Opioid agonist treatment with buprenorphine-naloxone is recommended as first-line treatment because of its better safety record, including lower risk of overdose and lower risk of breathing suppression; ease of use, especially in rural and remote areas where daily witnessed ingestion is not practical; dosing flexibility; and milder withdrawal symptoms if stopping treatment, making it a better option for people with milder opioid dependence.
Beyond recommending best practices, like the use of buprenorphine-naloxone as first-line treatment whenever possible, the guideline also identifies how certain common practices in the Canadian health care system should be avoided -- specifically, how offering withdrawal management as an isolated strategy for the treatment of opioid use disorder actually increases rates of overdose.
"With these recommendations laid out, there is an urgent need for health systems to look at the historical gaps in care and invest in providing timely and evidence-based treatment, says Dr. Bruneau, who is also a professor in the Faculty of Medicine at Université de Montréal. "By encouraging physicians to work alongside their patients to identify the safest, most effective approach first, these new guidelines ensure the best science and evidence are integrated into care."

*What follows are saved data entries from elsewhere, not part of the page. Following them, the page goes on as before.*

/// Best-effort datagram delivery of report lines
use std::net::SocketAddr;

use log::{debug, error};
use tokio::net::UdpSocket;
use url::Url;

use crate::error::{Error, Result};

const DEFAULT_PORT: u16 = 8089;

/// Resolve a `udp://host[:port]` report URL to a socket address.
pub fn resolve_endpoint(report_url: &str) -> Result<SocketAddr> {
    let url = Url::parse(report_url)
        .map_err(|e| Error::Config(format!("invalid report URL '{}': {}", report_url, e)))?;
    if url.scheme() != "udp" {
        return Err(Error::Config(format!(
            "unsupported report URL scheme '{}'",
            url.scheme()
        )));
    }

    url.socket_addrs(|| Some(DEFAULT_PORT))
        .map_err(|e| Error::Config(format!("cannot resolve '{}': {}", report_url, e)))?
        .into_iter()
        .next()
        .ok_or_else(|| Error::Config(format!("no address for '{}'", report_url)))
}

/// Sends report lines as single UDP datagrams.
pub struct ReportSender {
    socket: UdpSocket,
    target: SocketAddr,
}

impl ReportSender {
    pub async fn bind(target: SocketAddr) -> Result<Self> {
        let local: SocketAddr = if target.is_ipv4() {
            ([0, 0, 0, 0], 0).into()
        } else {
            ([0u16; 8], 0).into()
        };
        let socket = UdpSocket::bind(local)
            .await
            .map_err(|e| Error::Report(format!("unable to create socket: {}", e)))?;
        Ok(ReportSender { socket, target })
    }

    pub fn target(&self) -> SocketAddr {
        self.target
    }

    /// Send one line. Failures are logged and dropped; the next cycle
    /// reports fresh values anyway.
    pub async fn send(&self, line: &str) {
        debug!("Send: [{}]", line);
        if let Err(e) = self.socket.send_to(line.as_bytes(), self.target).await {
            error!("Unable to send report to {}: {}", self.target, e);
        }
    }
}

Opioid use disorder is often a chronic, relapsing condition associated with increased morbidity and risk of death. However, with appropriate treatment and follow-up, individuals can reach sustained long-term remission.

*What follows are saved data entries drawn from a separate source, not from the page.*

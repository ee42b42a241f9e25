use std::fmt;
use std::str::FromStr;

use crate::error::Error;

/// Longest display name kept for a sensor or scan entry, in bytes.
pub const MAX_NAME_LEN: usize = 31;

const ADDR_MASK: u64 = 0xFFFF_FFFF_FFFF;

/// 48-bit Bluetooth device address.
///
/// Stored as an integer with the first transmitted byte in the most
/// significant position, so `A4:C1:38:00:11:22` is `0xA4C1_3800_1122`.
#[derive(Debug, Clone, Copy, PartialEq, Eq, Hash, PartialOrd, Ord)]
pub struct BdAddr(u64);

impl BdAddr {
    /// Build an address from its integer form, discarding bits above 48.
    pub const fn new(value: u64) -> Self {
        BdAddr(value & ADDR_MASK)
    }

    pub fn from_bytes(bytes: [u8; 6]) -> Self {
        let mut padded = [0u8; 8];
        padded[2..].copy_from_slice(&bytes);
        BdAddr(u64::from_be_bytes(padded))
    }

    pub fn to_bytes(self) -> [u8; 6] {
        let full = self.0.to_be_bytes();
        let mut bytes = [0u8; 6];
        bytes.copy_from_slice(&full[2..]);
        bytes
    }

    pub const fn as_u64(self) -> u64 {
        self.0
    }

    /// Twelve lowercase hex digits without separators, as used in report ids.
    pub fn to_hex(self) -> String {
        format!("{:012x}", self.0)
    }
}

impl fmt::Display for BdAddr {
    fn fmt(&self, f: &mut fmt::Formatter<'_>) -> fmt::Result {
        let b = self.to_bytes();
        write!(
            f,
            "{:02X}:{:02X}:{:02X}:{:02X}:{:02X}:{:02X}",
            b[0], b[1], b[2], b[3], b[4], b[5]
        )
    }
}

impl FromStr for BdAddr {
    type Err = Error;

    /// Accepts `A4:C1:38:00:11:22`, `a4-c1-38-00-11-22` or `a4c138001122`.
    fn from_str(s: &str) -> Result<Self, Self::Err> {
        let digits: String = s
            .trim()
            .chars()
            .filter(|c| *c != ':' && *c != '-')
            .collect();
        if digits.len() != 12 || !digits.chars().all(|c| c.is_ascii_hexdigit()) {
            return Err(Error::Config(format!("invalid sensor address '{}'", s)));
        }
        u64::from_str_radix(&digits, 16)
            .map(BdAddr::new)
            .map_err(|e| Error::Config(format!("invalid sensor address '{}': {}", s, e)))
    }
}

/// Cut a display name down to [`MAX_NAME_LEN`] bytes on a char boundary.
pub fn bounded_name(name: &str) -> String {
    if name.len() <= MAX_NAME_LEN {
        return name.to_string();
    }
    let mut end = MAX_NAME_LEN;
    while !name.is_char_boundary(end) {
        end -= 1;
    }
    name[..end].to_string()
}

/// A configured sensor: hardware address plus display name.
#[derive(Debug, Clone, PartialEq, Eq)]
pub struct SensorIdentity {
    pub address: BdAddr,
    pub name: String,
}

impl SensorIdentity {
    pub fn new(address: BdAddr, name: &str) -> Self {
        SensorIdentity {
            address,
            name: bounded_name(name),
        }
    }
}

/// Last known values of one sensor. Each field is independently absent,
/// which is distinct from a legitimate zero.
#[derive(Debug, Clone, Copy, Default, PartialEq)]
pub struct Reading {
    pub temperature: Option<f32>,
    pub humidity: Option<f32>,
}

impl Reading {
    pub fn is_empty(&self) -> bool {
        self.temperature.is_none() && self.humidity.is_none()
    }
}

/// One device seen during a discovery run.
#[derive(Debug, Clone, PartialEq, Eq)]
pub struct ScanEntry {
    pub address: BdAddr,
    pub name: Option<String>,
}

In a related commentary http://www.cmaj.ca/lookup/doi/10.1503/cmaj.180209, Drs. Joseph Donroe and Jeanette Tetrault from the Yale University School of Medicine, New Haven, Connecticut, write "this national guideline describing the pharmacologic management of opioid use disorder is timely and needed to address the expanding epidemic of opioid use disorder and overdose. Importantly, the guideline is geared toward front-line providers, who are vitally important to decrease the existing treatment gap."
Next steps include increasing education of health care providers about recognizing and managing opioid use disorders and chronic pain, reducing stigma associated with substance use disorders, expanding prescribing access to opioid agonists and expanding access to harm reduction services.